### The task
Your answer should be one number: how many lines of the data include the string "derive"?

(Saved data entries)
--------------------

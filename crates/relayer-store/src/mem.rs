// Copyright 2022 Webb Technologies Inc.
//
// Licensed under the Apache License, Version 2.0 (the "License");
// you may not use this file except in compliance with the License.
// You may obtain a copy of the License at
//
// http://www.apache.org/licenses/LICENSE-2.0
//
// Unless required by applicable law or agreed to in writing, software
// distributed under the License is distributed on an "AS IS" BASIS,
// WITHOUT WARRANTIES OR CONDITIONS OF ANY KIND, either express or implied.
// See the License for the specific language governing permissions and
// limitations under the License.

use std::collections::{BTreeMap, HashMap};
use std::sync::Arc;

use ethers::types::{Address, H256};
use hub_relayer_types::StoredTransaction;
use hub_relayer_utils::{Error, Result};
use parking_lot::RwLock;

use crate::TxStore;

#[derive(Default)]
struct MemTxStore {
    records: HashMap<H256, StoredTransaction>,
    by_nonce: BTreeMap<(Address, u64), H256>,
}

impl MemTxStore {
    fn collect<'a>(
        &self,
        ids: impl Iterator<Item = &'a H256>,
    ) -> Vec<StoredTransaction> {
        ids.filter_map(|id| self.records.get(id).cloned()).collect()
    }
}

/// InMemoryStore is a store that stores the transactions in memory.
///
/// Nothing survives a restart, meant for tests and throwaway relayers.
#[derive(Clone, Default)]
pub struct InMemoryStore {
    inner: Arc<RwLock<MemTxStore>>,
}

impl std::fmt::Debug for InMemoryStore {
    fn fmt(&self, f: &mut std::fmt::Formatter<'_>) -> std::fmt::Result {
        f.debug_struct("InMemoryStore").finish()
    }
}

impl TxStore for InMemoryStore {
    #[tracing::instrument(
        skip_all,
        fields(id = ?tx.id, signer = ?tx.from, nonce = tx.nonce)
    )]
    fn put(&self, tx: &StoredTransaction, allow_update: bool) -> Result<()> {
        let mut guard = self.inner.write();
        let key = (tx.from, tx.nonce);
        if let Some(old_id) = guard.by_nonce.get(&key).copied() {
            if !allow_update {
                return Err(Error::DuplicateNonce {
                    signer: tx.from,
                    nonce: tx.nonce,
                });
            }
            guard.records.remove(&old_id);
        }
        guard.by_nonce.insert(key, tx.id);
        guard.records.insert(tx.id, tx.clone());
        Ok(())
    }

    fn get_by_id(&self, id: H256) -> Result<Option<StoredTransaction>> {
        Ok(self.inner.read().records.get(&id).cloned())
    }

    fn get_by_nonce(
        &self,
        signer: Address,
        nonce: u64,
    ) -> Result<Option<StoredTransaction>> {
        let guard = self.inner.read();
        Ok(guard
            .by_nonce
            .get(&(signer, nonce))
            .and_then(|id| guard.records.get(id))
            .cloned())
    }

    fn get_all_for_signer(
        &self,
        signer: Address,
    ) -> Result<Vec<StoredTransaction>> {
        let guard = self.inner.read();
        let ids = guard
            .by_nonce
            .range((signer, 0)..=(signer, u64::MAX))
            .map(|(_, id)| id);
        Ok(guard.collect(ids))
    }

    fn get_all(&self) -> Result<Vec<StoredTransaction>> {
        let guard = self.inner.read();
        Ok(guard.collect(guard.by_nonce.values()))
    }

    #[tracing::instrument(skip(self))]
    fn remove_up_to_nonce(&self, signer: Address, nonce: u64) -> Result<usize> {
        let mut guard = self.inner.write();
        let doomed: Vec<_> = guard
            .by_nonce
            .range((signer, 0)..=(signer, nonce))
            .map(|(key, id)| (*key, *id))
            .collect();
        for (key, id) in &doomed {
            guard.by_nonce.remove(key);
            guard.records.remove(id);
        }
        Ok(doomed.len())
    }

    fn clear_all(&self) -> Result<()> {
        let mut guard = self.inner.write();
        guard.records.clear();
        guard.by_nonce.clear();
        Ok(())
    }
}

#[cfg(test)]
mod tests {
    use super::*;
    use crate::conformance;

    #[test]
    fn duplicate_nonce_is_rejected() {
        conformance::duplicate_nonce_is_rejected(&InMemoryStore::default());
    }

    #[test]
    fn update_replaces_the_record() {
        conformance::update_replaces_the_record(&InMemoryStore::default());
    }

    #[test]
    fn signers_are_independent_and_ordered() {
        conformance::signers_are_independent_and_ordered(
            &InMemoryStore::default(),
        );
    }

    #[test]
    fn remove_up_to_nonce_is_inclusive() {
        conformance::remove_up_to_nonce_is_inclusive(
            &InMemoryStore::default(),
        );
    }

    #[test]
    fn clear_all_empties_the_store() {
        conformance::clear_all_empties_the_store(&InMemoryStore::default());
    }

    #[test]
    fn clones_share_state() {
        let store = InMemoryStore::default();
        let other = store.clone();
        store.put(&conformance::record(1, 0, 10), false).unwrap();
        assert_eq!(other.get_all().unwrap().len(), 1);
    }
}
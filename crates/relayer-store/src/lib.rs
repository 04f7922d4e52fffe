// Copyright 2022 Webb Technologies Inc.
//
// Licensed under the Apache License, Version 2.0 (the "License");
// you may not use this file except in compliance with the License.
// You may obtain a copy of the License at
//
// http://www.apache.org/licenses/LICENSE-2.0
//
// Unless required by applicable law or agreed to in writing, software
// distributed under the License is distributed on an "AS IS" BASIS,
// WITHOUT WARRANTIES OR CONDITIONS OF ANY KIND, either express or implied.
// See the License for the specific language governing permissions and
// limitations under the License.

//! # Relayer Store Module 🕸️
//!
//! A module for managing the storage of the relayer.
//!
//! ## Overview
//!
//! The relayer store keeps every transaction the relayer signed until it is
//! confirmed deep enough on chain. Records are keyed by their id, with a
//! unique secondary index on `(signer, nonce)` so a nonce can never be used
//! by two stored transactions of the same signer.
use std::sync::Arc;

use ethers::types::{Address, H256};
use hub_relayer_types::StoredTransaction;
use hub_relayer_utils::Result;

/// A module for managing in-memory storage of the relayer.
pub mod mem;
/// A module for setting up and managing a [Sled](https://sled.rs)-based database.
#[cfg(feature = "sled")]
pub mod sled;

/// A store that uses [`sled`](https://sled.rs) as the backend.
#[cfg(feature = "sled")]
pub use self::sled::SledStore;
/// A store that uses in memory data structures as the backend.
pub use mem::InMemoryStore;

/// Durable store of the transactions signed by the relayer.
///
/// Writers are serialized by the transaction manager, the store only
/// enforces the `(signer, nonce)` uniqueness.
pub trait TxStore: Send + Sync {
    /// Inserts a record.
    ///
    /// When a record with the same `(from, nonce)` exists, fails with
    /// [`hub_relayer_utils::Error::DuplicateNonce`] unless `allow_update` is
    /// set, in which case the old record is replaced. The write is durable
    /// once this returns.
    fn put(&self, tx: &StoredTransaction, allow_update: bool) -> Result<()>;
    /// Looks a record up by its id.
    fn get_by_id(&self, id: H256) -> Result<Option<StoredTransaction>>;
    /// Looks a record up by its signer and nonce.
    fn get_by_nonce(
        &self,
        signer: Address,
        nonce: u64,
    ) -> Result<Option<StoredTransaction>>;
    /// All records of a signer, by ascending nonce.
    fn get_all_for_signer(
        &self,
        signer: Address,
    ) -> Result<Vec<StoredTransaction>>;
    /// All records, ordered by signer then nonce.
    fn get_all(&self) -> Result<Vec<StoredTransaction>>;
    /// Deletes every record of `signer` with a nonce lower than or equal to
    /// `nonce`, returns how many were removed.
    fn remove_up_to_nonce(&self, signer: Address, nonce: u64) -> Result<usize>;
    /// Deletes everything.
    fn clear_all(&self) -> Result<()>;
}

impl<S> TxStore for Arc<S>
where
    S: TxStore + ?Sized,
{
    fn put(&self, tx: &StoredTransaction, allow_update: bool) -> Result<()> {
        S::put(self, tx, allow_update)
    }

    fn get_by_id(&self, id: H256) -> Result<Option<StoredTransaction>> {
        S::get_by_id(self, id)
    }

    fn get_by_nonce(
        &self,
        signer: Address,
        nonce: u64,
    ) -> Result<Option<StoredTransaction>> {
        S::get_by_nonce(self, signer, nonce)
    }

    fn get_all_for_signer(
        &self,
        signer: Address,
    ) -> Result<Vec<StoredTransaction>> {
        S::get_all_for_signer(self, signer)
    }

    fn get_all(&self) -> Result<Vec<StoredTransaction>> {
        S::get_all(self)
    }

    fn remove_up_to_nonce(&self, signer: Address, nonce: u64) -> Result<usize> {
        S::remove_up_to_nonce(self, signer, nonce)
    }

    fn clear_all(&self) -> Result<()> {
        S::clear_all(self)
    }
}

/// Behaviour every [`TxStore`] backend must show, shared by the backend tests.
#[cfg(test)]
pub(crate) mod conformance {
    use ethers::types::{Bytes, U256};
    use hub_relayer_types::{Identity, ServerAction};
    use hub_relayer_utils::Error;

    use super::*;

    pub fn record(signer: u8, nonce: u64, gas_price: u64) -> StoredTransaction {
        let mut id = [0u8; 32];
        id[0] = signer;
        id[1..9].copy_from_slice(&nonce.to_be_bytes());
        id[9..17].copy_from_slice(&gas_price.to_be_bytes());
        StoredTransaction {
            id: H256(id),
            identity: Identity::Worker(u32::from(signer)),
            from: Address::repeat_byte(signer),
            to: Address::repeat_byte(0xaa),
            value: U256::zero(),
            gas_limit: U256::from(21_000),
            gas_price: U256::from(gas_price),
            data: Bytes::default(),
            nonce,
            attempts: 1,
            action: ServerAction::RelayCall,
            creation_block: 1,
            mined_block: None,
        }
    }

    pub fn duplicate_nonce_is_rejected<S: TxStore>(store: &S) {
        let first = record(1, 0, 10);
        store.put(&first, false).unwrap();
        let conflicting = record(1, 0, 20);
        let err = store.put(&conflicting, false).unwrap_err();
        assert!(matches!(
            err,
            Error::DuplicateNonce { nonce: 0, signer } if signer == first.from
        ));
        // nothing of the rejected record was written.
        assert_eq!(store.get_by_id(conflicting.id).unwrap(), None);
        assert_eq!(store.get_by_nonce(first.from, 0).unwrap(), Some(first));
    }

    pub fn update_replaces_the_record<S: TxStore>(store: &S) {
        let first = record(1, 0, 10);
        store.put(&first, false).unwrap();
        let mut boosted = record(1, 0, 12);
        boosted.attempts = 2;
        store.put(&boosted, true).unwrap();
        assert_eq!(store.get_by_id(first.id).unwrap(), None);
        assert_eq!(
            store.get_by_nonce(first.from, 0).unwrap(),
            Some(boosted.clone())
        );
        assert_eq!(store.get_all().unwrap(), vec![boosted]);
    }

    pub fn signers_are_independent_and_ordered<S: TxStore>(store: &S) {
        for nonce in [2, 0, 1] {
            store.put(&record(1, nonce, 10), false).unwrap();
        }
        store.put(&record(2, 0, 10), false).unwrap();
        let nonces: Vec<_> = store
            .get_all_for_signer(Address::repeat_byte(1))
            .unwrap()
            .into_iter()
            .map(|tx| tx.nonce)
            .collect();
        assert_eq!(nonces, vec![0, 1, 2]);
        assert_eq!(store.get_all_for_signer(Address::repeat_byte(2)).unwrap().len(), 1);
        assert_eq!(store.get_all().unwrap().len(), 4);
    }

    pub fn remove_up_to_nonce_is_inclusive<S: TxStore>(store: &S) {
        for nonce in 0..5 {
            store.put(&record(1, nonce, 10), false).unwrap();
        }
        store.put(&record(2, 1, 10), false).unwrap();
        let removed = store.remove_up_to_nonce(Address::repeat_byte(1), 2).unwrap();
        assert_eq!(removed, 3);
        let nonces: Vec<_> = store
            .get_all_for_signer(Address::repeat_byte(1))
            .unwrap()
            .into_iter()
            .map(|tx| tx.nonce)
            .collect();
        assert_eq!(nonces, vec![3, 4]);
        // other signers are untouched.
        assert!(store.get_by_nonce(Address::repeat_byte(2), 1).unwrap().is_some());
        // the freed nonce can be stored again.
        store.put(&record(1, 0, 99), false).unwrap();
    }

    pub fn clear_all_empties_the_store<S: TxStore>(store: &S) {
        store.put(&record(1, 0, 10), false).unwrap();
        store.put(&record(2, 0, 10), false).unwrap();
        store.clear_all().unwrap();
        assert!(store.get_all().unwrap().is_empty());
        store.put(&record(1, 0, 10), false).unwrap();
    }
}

--------------------

### Answer to this task
2